The Ritzville Adams County Journal - Eastern Adams County's Only Independent Voice Since 1887

Hospital District is progressing

 

September 20, 2018



To plan where you’re going, you need to remember where you’ve been. It’s worth looking back a bit every now and then.

Your District has accomplished quite a lot over the past few years. First and foremost, in 2014 it averted forced closure by the state and the feds over major problems with the physical plant.

When the District’s first bond measure failed, the facility was promptly red-tagged and closure was a matter of weeks off.

Fortunately, through a sort of loophole in state law, we were able to use a no-bid process for some basic construction upgrades, and eventually got a second bond measure passed to pay for the balance of the needed work.

All in all, it was a closer call than I think most members of the community realize. But we not only stayed open, we got a major facility upgrade done.

Another large accomplishment has been the District’s role in helping create the five-District regional inter-local organization now known as the Grand Columbia Health Alliance.

Though still in its early days, the Alliance has already produced tangible results, such as a member shared Compliance Officer (a huge benefit, with the literally thousands of pages of often obscure regulations hospitals must comply with or risk huge fines) and a major grant to set up a joint cardiology program, which is in process of development right now.

In future, there should be substantial savings from pooled purchasing programs and other efficiencies.

Then there is the District’s three-year membership and active participation in the Washington

Rural Health Preservation Group, an alliance of 13 small rural Districts around the state fighting to change Medicare and Medicaid (and, we hope, private insurer) payment methods so that Districts like ours are not obliged to effectively lose money on almost every patient we see.
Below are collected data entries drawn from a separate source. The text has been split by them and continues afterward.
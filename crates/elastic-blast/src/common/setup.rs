use std::io::Write;

use env_logger::{DEFAULT_FILTER_ENV, Env};
use log::LevelFilter;

/// Overrides `RUST_LOG` for this program only.
const ELB_LOG_ENV: &str = "ELB_LOG";

fn requested_filter() -> Option<String> {
    [ELB_LOG_ENV, DEFAULT_FILTER_ENV]
        .into_iter()
        .find_map(|key| std::env::var(key).ok().filter(|value| !value.is_empty()))
}

/// Initializes the logger. Messages of dependencies are only shown with an
/// explicit filter in `ELB_LOG` or `RUST_LOG`.
pub fn setup_logging(debug: bool) {
    let filter = requested_filter();
    let verbose = debug || filter.as_deref().is_some_and(|f| f.contains("debug"));

    let mut builder = env_logger::Builder::new();
    builder.filter_level(LevelFilter::Warn);
    builder.filter_module(
        "elastic_blast",
        if debug {
            LevelFilter::Debug
        } else {
            LevelFilter::Info
        },
    );

    if verbose {
        builder.format_timestamp_millis().format_module_path(true);
    } else {
        // <time> <level> <message>
        builder.format(|buf, record| {
            let level_style = buf.default_level_style(record.level()).bold();
            writeln!(
                buf,
                "{} {level_style}{:<5}{level_style:#} {}",
                buf.timestamp_seconds(),
                record.level(),
                record.args()
            )
        });
    }

    builder.parse_env(Env::new().filter(if std::env::var(ELB_LOG_ENV).is_ok() {
        ELB_LOG_ENV
    } else {
        DEFAULT_FILTER_ENV
    }));
    builder.init();
}
use std::fs::File;
use std::io::{BufRead, BufReader, ErrorKind};
use std::path::PathBuf;

use crate::config::locator::Locator;
use crate::storage::{ObjectStorage, StorageError, StorageResult};

/// Objects stored as files on the local filesystem.
pub struct LocalStorage;

fn local_path(locator: &Locator) -> PathBuf {
    locator
        .local_path()
        .unwrap_or_else(|| PathBuf::from(locator.as_str()))
}

fn io_error(locator: &Locator, source: std::io::Error) -> StorageError {
    StorageError::Io {
        locator: locator.to_string(),
        source,
    }
}

impl ObjectStorage for LocalStorage {
    fn open_read(&self, locator: &Locator) -> StorageResult<Box<dyn BufRead + Send>> {
        let file = File::open(local_path(locator)).map_err(|e| io_error(locator, e))?;
        Ok(Box::new(BufReader::new(file)))
    }

    fn write(&self, locator: &Locator, content: &[u8]) -> StorageResult<()> {
        let path = local_path(locator);
        if let Some(parent) = path.parent() {
            std::fs::create_dir_all(parent).map_err(|e| io_error(locator, e))?;
        }
        std::fs::write(&path, content).map_err(|e| io_error(locator, e))
    }

    fn remove_prefix(&self, prefix: &Locator) -> StorageResult<()> {
        let path = local_path(prefix);
        let result = if path.is_dir() {
            std::fs::remove_dir_all(&path)
        } else {
            std::fs::remove_file(&path)
        };
        match result {
            Err(error) if error.kind() != ErrorKind::NotFound => Err(io_error(prefix, error)),
            _ => Ok(()),
        }
    }
}

#[cfg(test)]
mod tests {
    use super::LocalStorage;
    use crate::config::locator::Locator;
    use crate::storage::ObjectStorage;

    #[test]
    fn test_write_read_remove() {
        let dir = tempfile::TempDir::with_prefix("elb").unwrap();
        let root: Locator = dir.path().to_str().unwrap().parse().unwrap();
        let object = root.join("run/metadata/num_jobs");

        LocalStorage.write(&object, b"3").unwrap();
        assert_eq!(LocalStorage.read_to_string(&object).unwrap(), "3");

        LocalStorage.remove_prefix(&root.join("run")).unwrap();
        assert!(LocalStorage.open_read(&object).is_err());
        // Removing a missing prefix is not an error
        LocalStorage.remove_prefix(&root.join("run")).unwrap();
    }
}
We are one of 21 small rural hospitals around the state that are being severely underpaid; in consequence, many of those 21 are at real risk of financially forced closure in the near future unless the state legislature and the Congress do something soon.

We are not at as grave a risk as the worst-off, but no one can bleed losses forever without eventual consequences. Through the WRHAP Group, we are fighting to change that.

Financially, we have had ups and downs. Over the past four years, we have had two positive nets and two negative nets, but the four-year total is still positive; we hope to end this year somewhere around break-even.

That may not sound exciting, but it is actually quite an accomplishment, given that all small rural hospitals are struggling owing to that chronic underpayment, plus the dent in income we suffered during the extensive remodeling construction period.

Of the 21 rural Districts mentioned above, we stand relatively well off, but only relatively (six have chronic negative nets and none have nets sufficient for long-term viability).

There’s more to say, but space is limited. But all in all, it is a track record your District can be proud of.